::: Provided data

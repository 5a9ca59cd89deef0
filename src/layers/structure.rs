// =============================================================================
// Structure Layer
// =============================================================================
//
// Where does price sit inside its recent range, and what shape do the swing
// points make?
//
// Range position (last 50 bars, percentile of the high/low range):
//   < 5  and higher than 4 bars ago   85  near support, bouncing
//   < 15                              65  lower part of range
//   > 85                              35  near resistance
//   otherwise                         50  mid-range
//
// Swing structure (last 100 bars, strict ±5-bar extrema, last three swings):
//   higher highs and higher lows      UPTREND      85
//   lower highs and lower lows        DOWNTREND    20
//   either higher highs or lows       BUILDING_UP  65
//   otherwise                         RANGING      50
//   fewer than two highs or lows      UNDEFINED    50
//
// The layer score is the range-position score; the swing reading is attached
// as an informational component.

use serde::Serialize;

use crate::indicators::pivots::{find_swing_points, SWING_LOOKBACK};
use crate::market_data::Bar;
use crate::types::SignalKind;

use super::{AnalysisContext, Component, LayerKind, LayerResult};

const RANGE_WINDOW: usize = 50;
const SWING_WINDOW: usize = 100;

pub fn analyze_structure(ctx: &AnalysisContext<'_>) -> LayerResult {
    let position = range_component(ctx);
    let score = position.value;

    let swings = swing_structure(ctx.bars);
    let swing_component = Component::new(
        "Swing Structure",
        swings.score,
        swings.trend.signal(),
        format!("{} swing pattern", swings.trend),
    );

    LayerResult::new(LayerKind::Structure, score, vec![position, swing_component])
}

/// Percentile of `price` inside [low, high]; 50 for a degenerate range.
pub fn range_position(price: f64, low: f64, high: f64) -> f64 {
    let range = high - low;
    if range <= 0.0 {
        return 50.0;
    }
    (price - low) / range * 100.0
}

fn range_component(ctx: &AnalysisContext<'_>) -> Component {
    let name = "Price Structure";
    let recent = ctx.tail(RANGE_WINDOW);
    let Some(price) = ctx.price() else {
        return Component::unavailable(name, "price structure");
    };

    let high = recent.iter().map(|b| b.high).fold(f64::NEG_INFINITY, f64::max);
    let low = recent.iter().map(|b| b.low).fold(f64::INFINITY, f64::min);
    let position = range_position(price, low, high);
    let bouncing = ctx.close_back(4).map_or(false, |earlier| price > earlier);

    if position < 5.0 && bouncing {
        Component::new(name, 85.0, SignalKind::Bullish, "Near support, bouncing")
    } else if position < 15.0 {
        Component::new(name, 65.0, SignalKind::Bullish, "In lower third of range")
    } else if position > 85.0 {
        Component::new(name, 35.0, SignalKind::Bearish, "Near resistance")
    } else {
        Component::new(name, 50.0, SignalKind::Neutral, "Mid-range")
    }
}

// =============================================================================
// Swing structure
// =============================================================================

#[derive(Debug, Clone, Copy, PartialEq, Eq, Serialize)]
#[serde(rename_all = "SCREAMING_SNAKE_CASE")]
pub enum StructureTrend {
    Uptrend,
    Downtrend,
    BuildingUp,
    Ranging,
    Undefined,
}

impl StructureTrend {
    pub(crate) fn signal(self) -> SignalKind {
        match self {
            Self::Uptrend | Self::BuildingUp => SignalKind::Bullish,
            Self::Downtrend => SignalKind::Bearish,
            Self::Ranging | Self::Undefined => SignalKind::Neutral,
        }
    }
}

impl std::fmt::Display for StructureTrend {
    fn fmt(&self, f: &mut std::fmt::Formatter<'_>) -> std::fmt::Result {
        match self {
            Self::Uptrend => write!(f, "UPTREND"),
            Self::Downtrend => write!(f, "DOWNTREND"),
            Self::BuildingUp => write!(f, "BUILDING_UP"),
            Self::Ranging => write!(f, "RANGING"),
            Self::Undefined => write!(f, "UNDEFINED"),
        }
    }
}

#[derive(Debug, Clone, Copy, PartialEq, Serialize)]
pub struct SwingStructure {
    pub trend: StructureTrend,
    pub score: f64,
}

pub fn swing_structure(bars: &[Bar]) -> SwingStructure {
    let recent = &bars[bars.len().saturating_sub(SWING_WINDOW)..];
    let swings = find_swing_points(recent, SWING_LOOKBACK);

    if swings.highs.len() < 2 || swings.lows.len() < 2 {
        return SwingStructure {
            trend: StructureTrend::Undefined,
            score: 50.0,
        };
    }

    let highs = &swings.highs[swings.highs.len().saturating_sub(3)..];
    let lows = &swings.lows[swings.lows.len().saturating_sub(3)..];
    let (first_high, last_high) = (highs[0], highs[highs.len() - 1]);
    let (first_low, last_low) = (lows[0], lows[lows.len() - 1]);

    let higher_highs = last_high > first_high;
    let higher_lows = last_low > first_low;
    let lower_highs = last_high < first_high;
    let lower_lows = last_low < first_low;

    let (trend, score) = if higher_highs && higher_lows {
        (StructureTrend::Uptrend, 85.0)
    } else if lower_highs && lower_lows {
        (StructureTrend::Downtrend, 20.0)
    } else if higher_highs || higher_lows {
        (StructureTrend::BuildingUp, 65.0)
    } else {
        (StructureTrend::Ranging, 50.0)
    };

    SwingStructure { trend, score }
}

// =============================================================================
// Unit Tests
// =============================================================================
#[cfg(test)]
mod tests {
    use super::*;
    use crate::market_data::fixtures;

    /// Saw-tooth closes: `cycles` waves of `period` bars around a drift.
    fn sawtooth(cycles: usize, period: usize, drift: f64) -> Vec<Bar> {
        let closes: Vec<f64> = (0..cycles * period)
            .map(|i| {
                let phase = (i % period) as f64 / period as f64;
                let tri = if phase < 0.5 { phase } else { 1.0 - phase };
                100.0 + drift * i as f64 + tri * 20.0
            })
            .collect();
        let mut bars = fixtures::flat(closes.len(), 100.0);
        for (bar, close) in bars.iter_mut().zip(closes) {
            bar.open = close;
            bar.close = close;
            bar.high = close + 0.5;
            bar.low = close - 0.5;
        }
        bars
    }

    #[test]
    fn range_position_bounds() {
        assert_eq!(range_position(100.0, 100.0, 100.0), 50.0);
        assert!((range_position(110.0, 100.0, 120.0) - 50.0).abs() < 1e-10);
        assert!((range_position(100.0, 100.0, 120.0)).abs() < 1e-10);
    }

    #[test]
    fn top_of_range_is_near_resistance() {
        let bars = fixtures::rising(60, 100.0, 1.0);
        let layer = analyze_structure(&AnalysisContext::new(&bars));
        assert_eq!(layer.score, 35.0);
        assert_eq!(layer.components[0].description, "Near resistance");
    }

    #[test]
    fn bottom_of_falling_range() {
        let bars = fixtures::falling(60, 200.0, 1.0);
        let layer = analyze_structure(&AnalysisContext::new(&bars));
        // Not bouncing (still falling), so the lower-range branch applies.
        assert_eq!(layer.score, 65.0);
    }

    #[test]
    fn flat_range_is_mid() {
        let bars = fixtures::flat(60, 100.0);
        let layer = analyze_structure(&AnalysisContext::new(&bars));
        assert_eq!(layer.score, 50.0);
        assert_eq!(layer.components[1].description, "UNDEFINED swing pattern");
    }

    #[test]
    fn rising_sawtooth_is_uptrend() {
        let s = swing_structure(&sawtooth(6, 16, 0.5));
        assert_eq!(s.trend, StructureTrend::Uptrend);
        assert_eq!(s.score, 85.0);
    }

    #[test]
    fn falling_sawtooth_is_downtrend() {
        let s = swing_structure(&sawtooth(6, 16, -0.5));
        assert_eq!(s.trend, StructureTrend::Downtrend);
        assert_eq!(s.score, 20.0);
    }

    #[test]
    fn level_sawtooth_is_ranging() {
        let s = swing_structure(&sawtooth(6, 16, 0.0));
        assert_eq!(s.trend, StructureTrend::Ranging);
    }

    #[test]
    fn empty_structure_layer() {
        let layer = analyze_structure(&AnalysisContext::new(&[]));
        assert_eq!(layer.score, 50.0);
    }
}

::::::

**Description of the task**
Please copy the lines in the records above between the one holding "pub fn analyze_structure(ctx: &AnalysisContext<'_>)" and the one holding "a degenerate range.", inclusive, exactly and with no other line.

**Response box**
pub fn analyze_structure(ctx: &AnalysisContext<'_>) -> LayerResult {
    let position = range_component(ctx);
    let score = position.value;

    let swings = swing_structure(ctx.bars);
    let swing_component = Component::new(
        "Swing Structure",
        swings.score,
        swings.trend.signal(),
        format!("{} swing pattern", swings.trend),
    );

    LayerResult::new(LayerKind::Structure, score, vec![position, swing_component])
}

/// Percentile of `price` inside [low, high]; 50 for a degenerate range.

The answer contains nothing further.